╭──

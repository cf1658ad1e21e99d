//! Observer registry
//!
//! Callbacks are stored in a concurrent map keyed by subscription id.
//! Notification snapshots the map first and calls out with no shard lock
//! held, so a callback may unsubscribe itself (or anyone else) while it runs.
//! A panicking callback is logged and skipped; the rest still run.

use std::panic::{catch_unwind, AssertUnwindSafe};
use std::sync::atomic::{AtomicBool, AtomicU64, Ordering};
use std::sync::{Arc, Weak};

use dashmap::DashMap;
use log::{debug, error};

use crate::domain::ConnectionStatus;

/// Callback invoked with the new status on every transition
pub type StatusCallback = Arc<dyn Fn(ConnectionStatus) + Send + Sync>;

#[derive(Default)]
pub struct ObserverRegistry {
    observers: DashMap<u64, StatusCallback>,
    next_id: AtomicU64,
}

impl ObserverRegistry {
    pub fn new() -> Self {
        Self::default()
    }

    pub fn shared() -> Arc<Self> {
        Arc::new(Self::new())
    }

    /// Register a callback and hand back the handle that removes it.
    pub fn register(self: &Arc<Self>, callback: StatusCallback) -> Subscription {
        let id = self.next_id.fetch_add(1, Ordering::Relaxed);
        self.observers.insert(id, callback);
        debug!("Observer {} subscribed, total: {}", id, self.observers.len());

        Subscription {
            id,
            registry: Arc::downgrade(self),
            active: AtomicBool::new(true),
        }
    }

    pub fn remove(&self, id: u64) -> bool {
        let removed = self.observers.remove(&id).is_some();
        if removed {
            debug!("Observer {} unsubscribed, remaining: {}", id, self.observers.len());
        }
        removed
    }

    pub fn len(&self) -> usize {
        self.observers.len()
    }

    pub fn is_empty(&self) -> bool {
        self.observers.is_empty()
    }

    /// Deliver `status` to every observer still registered at call time.
    pub fn notify(&self, status: ConnectionStatus) {
        let snapshot: Vec<(u64, StatusCallback)> = self
            .observers
            .iter()
            .map(|entry| (*entry.key(), entry.value().clone()))
            .collect();

        for (id, callback) in snapshot {
            // An earlier callback in this round may have removed this one
            if !self.observers.contains_key(&id) {
                continue;
            }
            if let Err(panic) = catch_unwind(AssertUnwindSafe(|| callback(status))) {
                error!(
                    "Observer {} panicked on {}: {}",
                    id,
                    status,
                    panic_message(panic.as_ref())
                );
            }
        }
    }
}

fn panic_message(payload: &(dyn std::any::Any + Send)) -> &str {
    if let Some(message) = payload.downcast_ref::<&str>() {
        message
    } else if let Some(message) = payload.downcast_ref::<String>() {
        message
    } else {
        "non-string panic payload"
    }
}

/// Handle returned by `subscribe`.
///
/// `unsubscribe` is idempotent and safe from anywhere, including from the
/// subscribed callback itself. Dropping the handle unsubscribes as well.
#[must_use = "dropping a Subscription unsubscribes the callback"]
pub struct Subscription {
    id: u64,
    registry: Weak<ObserverRegistry>,
    active: AtomicBool,
}

impl Subscription {
    pub fn id(&self) -> u64 {
        self.id
    }

    pub fn is_active(&self) -> bool {
        self.active.load(Ordering::SeqCst)
    }

    pub fn unsubscribe(&self) {
        if !self.active.swap(false, Ordering::SeqCst) {
            return;
        }
        if let Some(registry) = self.registry.upgrade() {
            registry.remove(self.id);
        }
    }
}

impl Drop for Subscription {
    fn drop(&mut self) {
        self.unsubscribe();
    }
}

impl std::fmt::Debug for Subscription {
    fn fmt(&self, f: &mut std::fmt::Formatter<'_>) -> std::fmt::Result {
        f.debug_struct("Subscription")
            .field("id", &self.id)
            .field("active", &self.is_active())
            .finish()
    }
}

#[cfg(test)]
mod tests {
    use super::*;
    use std::sync::{Mutex, OnceLock};

    fn recorder() -> (Arc<Mutex<Vec<ConnectionStatus>>>, StatusCallback) {
        let seen = Arc::new(Mutex::new(Vec::new()));
        let sink = seen.clone();
        let callback: StatusCallback = Arc::new(move |s| sink.lock().unwrap().push(s));
        (seen, callback)
    }

    #[test]
    fn test_notify_reaches_all_observers() {
        let registry = ObserverRegistry::shared();
        let (a, cb_a) = recorder();
        let (b, cb_b) = recorder();
        let _sub_a = registry.register(cb_a);
        let _sub_b = registry.register(cb_b);

        registry.notify(ConnectionStatus::Online);

        assert_eq!(*a.lock().unwrap(), vec![ConnectionStatus::Online]);
        assert_eq!(*b.lock().unwrap(), vec![ConnectionStatus::Online]);
    }

    #[test]
    fn test_panicking_observer_does_not_block_others() {
        let registry = ObserverRegistry::shared();
        let (a, cb_a) = recorder();
        let (b, cb_b) = recorder();
        let _sub_a = registry.register(cb_a);
        let _bad = registry.register(Arc::new(|_| panic!("observer failure")));
        let _sub_b = registry.register(cb_b);

        registry.notify(ConnectionStatus::Online);
        registry.notify(ConnectionStatus::Offline);

        let expected = vec![ConnectionStatus::Online, ConnectionStatus::Offline];
        assert_eq!(*a.lock().unwrap(), expected);
        assert_eq!(*b.lock().unwrap(), expected);
        assert_eq!(registry.len(), 3);
    }

    #[test]
    fn test_unsubscribe_stops_delivery() {
        let registry = ObserverRegistry::shared();
        let (seen, cb) = recorder();
        let sub = registry.register(cb);

        registry.notify(ConnectionStatus::Online);
        sub.unsubscribe();
        sub.unsubscribe();
        registry.notify(ConnectionStatus::Offline);

        assert_eq!(*seen.lock().unwrap(), vec![ConnectionStatus::Online]);
        assert!(registry.is_empty());
        assert!(!sub.is_active());
    }

    #[test]
    fn test_drop_unsubscribes() {
        let registry = ObserverRegistry::shared();
        let (_, cb) = recorder();
        let sub = registry.register(cb);
        assert_eq!(registry.len(), 1);

        drop(sub);
        assert_eq!(registry.len(), 0);
    }

    #[test]
    fn test_unsubscribe_from_inside_callback() {
        let registry = ObserverRegistry::shared();
        let handle: Arc<OnceLock<Subscription>> = Arc::new(OnceLock::new());
        let calls = Arc::new(AtomicU64::new(0));

        let (other_seen, other_cb) = recorder();
        let _other = registry.register(other_cb);

        let self_handle = handle.clone();
        let counter = calls.clone();
        let sub = registry.register(Arc::new(move |_| {
            counter.fetch_add(1, Ordering::SeqCst);
            if let Some(sub) = self_handle.get() {
                sub.unsubscribe();
            }
        }));
        handle.set(sub).unwrap();

        registry.notify(ConnectionStatus::Online);
        registry.notify(ConnectionStatus::Offline);

        assert_eq!(calls.load(Ordering::SeqCst), 1);
        assert_eq!(
            *other_seen.lock().unwrap(),
            vec![ConnectionStatus::Online, ConnectionStatus::Offline]
        );
    }

    #[test]
    fn test_handle_outliving_registry_is_harmless() {
        let registry = ObserverRegistry::shared();
        let (_, cb) = recorder();
        let sub = registry.register(cb);

        drop(registry);
        sub.unsubscribe();
    }
}
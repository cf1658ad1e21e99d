//! Error types

use std::path::PathBuf;

use thiserror::Error;

/// Failures of a single heartbeat channel.
///
/// These never leave the monitor: the driver logs them and reports
/// `Offline` instead.
#[derive(Debug, Clone, Error, PartialEq, Eq)]
pub enum ChannelError {
    #[error("Invalid heartbeat URL {url}: {reason}")]
    InvalidUrl { url: String, reason: String },

    #[error("Transport error: {0}")]
    Transport(String),
}

#[derive(Debug, Error)]
pub enum ConfigError {
    #[error("Failed to read config {path}: {source}")]
    Io {
        path: PathBuf,
        #[source]
        source: std::io::Error,
    },

    #[error("Failed to parse config: {0}")]
    Parse(#[from] toml::de::Error),

    #[error("Invalid config: {0}")]
    Invalid(String),
}

#[derive(Debug, Error)]
pub enum ServerError {
    #[error("Failed to bind {addr}: {source}")]
    Bind {
        addr: String,
        #[source]
        source: std::io::Error,
    },

    #[error("Server I/O error: {0}")]
    Io(#[from] std::io::Error),
}
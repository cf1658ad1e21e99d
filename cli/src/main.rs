//! Backend health probe
//!
//! Watches a backend's heartbeat channel and prints every status and view
//! change, or serves the heartbeat endpoint itself.
//!
//! ```sh
//! # Watch the backend from the default config (~/.config/backend-health/config.toml)
//! health-probe
//!
//! # Watch a specific backend
//! health-probe --api-url http://10.0.0.5:8000 watch
//!
//! # Serve /ws/health on port 9000
//! health-probe serve --port 9000
//!
//! # Validate config without starting
//! health-probe --check
//! ```

use std::path::{Path, PathBuf};

use clap::{Parser, Subcommand};
use tracing::{error, info};

use backend_health::config::AppConfig;
use backend_health::domain::ConfigError;
use backend_health::server::{init_tracing, ServerHandle, ServerOptions};
use backend_health::support::shutdown::ShutdownCoordinator;
use backend_health::{spawn_view_gate, ConnectionStatus, HealthMonitor};

/// Backend health probe: heartbeat monitor and heartbeat endpoint.
#[derive(Parser, Debug)]
#[command(
    name = "health-probe",
    version,
    about = "Monitor a backend's /ws/health heartbeat or serve one",
    long_about = "Backend health probe: follows the backend heartbeat over WebSocket \
                  and reports online/offline transitions.\n\n\
                  Default config: ~/.config/backend-health/config.toml"
)]
struct Cli {
    /// Path to the configuration file (TOML).
    #[arg(short, long, env = "BACKEND_HEALTH_CONFIG")]
    config: Option<PathBuf>,

    /// Override the backend HTTP base URL.
    #[arg(long)]
    api_url: Option<String>,

    /// Override the heartbeat WebSocket URL.
    #[arg(long)]
    ws_url: Option<String>,

    /// Override the log level (trace, debug, info, warn, error).
    #[arg(short, long)]
    log_level: Option<String>,

    /// Validate the configuration file and exit.
    #[arg(long)]
    check: bool,

    #[command(subcommand)]
    command: Option<Command>,
}

#[derive(Subcommand, Debug)]
enum Command {
    /// Follow the backend heartbeat until Ctrl+C (default).
    Watch,
    /// Serve the heartbeat endpoint.
    Serve {
        /// Override the listen port.
        #[arg(short, long)]
        port: Option<u16>,
    },
}

#[tokio::main]
async fn main() -> Result<(), Box<dyn std::error::Error>> {
    let cli = Cli::parse();

    let config_path = cli
        .config
        .clone()
        .unwrap_or_else(backend_health::default_config_path);

    let config = match load_config(&cli, &config_path) {
        Ok(cfg) => cfg,
        Err(e) => {
            eprintln!("❌ Invalid configuration in {}: {}", config_path.display(), e);
            std::process::exit(2);
        }
    };

    // ── Config validation mode ─────────────────────────────────────
    if cli.check {
        println!("✅ Configuration is valid");
        println!("   Config file       : {}", config_path.display());
        println!("   Backend API       : {}", config.backend.api_url);
        println!("   Heartbeat channel : {}", config.backend.health_ws_url());
        println!("   Heartbeat timeout : {:?}", config.monitor.heartbeat_timeout());
        println!("   Reconnect delay   : {:?}", config.monitor.reconnect_delay());
        println!("   Serve address     : {}", config.server.address());
        println!("   Log level         : {}", config.logging.level);
        return Ok(());
    }

    init_tracing(&config);
    info!("Configuration loaded from {}", config_path.display());

    match cli.command.unwrap_or(Command::Watch) {
        Command::Watch => watch(config).await,
        Command::Serve { .. } => serve(config).await?,
    }

    Ok(())
}

/// Load the config file, then apply CLI overrides and validate the result.
fn load_config(cli: &Cli, path: &Path) -> Result<AppConfig, ConfigError> {
    let mut config = AppConfig::load(path)?;

    if let Some(ref url) = cli.api_url {
        config.backend.api_url = url.clone();
    }
    if let Some(ref url) = cli.ws_url {
        config.backend.ws_url = Some(url.clone());
    }
    if let Some(ref level) = cli.log_level {
        config.logging.level = level.clone();
    }
    if let Some(Command::Serve { port: Some(port) }) = cli.command {
        config.server.port = port;
    }

    config.validate()?;
    Ok(config)
}

async fn watch(config: AppConfig) {
    let shutdown = ShutdownCoordinator::new(config.server.shutdown_timeout);
    shutdown.start_signal_listener();

    let monitor = HealthMonitor::from_config(&config).shared();
    info!("👀 Watching {}", monitor.health_url());

    let status_monitor = monitor.clone();
    let _subscription = monitor.subscribe(move |status| match status {
        ConnectionStatus::Online => println!("🟢 backend online"),
        ConnectionStatus::Offline => match status_monitor.last_heartbeat_age() {
            Some(age) => println!("🔴 backend offline (last heartbeat {}s ago)", age),
            None => println!("🔴 backend offline (no heartbeat yet)"),
        },
        ConnectionStatus::Unknown => {}
    });

    let mut views = spawn_view_gate(&monitor, config.monitor.restored_banner(), shutdown.signal());
    monitor.initialize();

    let signal = shutdown.signal();
    loop {
        tokio::select! {
            _ = signal.wait() => break,
            changed = views.changed() => {
                if changed.is_err() {
                    break;
                }
                let view = *views.borrow_and_update();
                info!("View: {:?}", view);
            }
        }
    }

    monitor.shutdown().await;
    info!("👋 Monitor stopped");
}

async fn serve(config: AppConfig) -> Result<(), Box<dyn std::error::Error>> {
    let handle = match ServerHandle::start(ServerOptions {
        config,
        enable_metrics: true,
    })
    .await
    {
        Ok(handle) => handle,
        Err(e) => {
            error!("Failed to start heartbeat server: {}", e);
            return Err(e.into());
        }
    };

    handle.install_signal_handler();
    info!("🚀 Press Ctrl+C to shutdown gracefully.");

    handle.wait().await;
    Ok(())
}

╰──

**About this exercise**
The reply should hold only the lines of the listing above starting at the line containing "#[cfg(test)]" and ending at the line containing "let sink = seen.clone();", exactly as written.

**Solution to this problem**
#[cfg(test)]
mod tests {
    use super::*;
    use std::sync::{Mutex, OnceLock};

    fn recorder() -> (Arc<Mutex<Vec<ConnectionStatus>>>, StatusCallback) {
        let seen = Arc::new(Mutex::new(Vec::new()));
        let sink = seen.clone();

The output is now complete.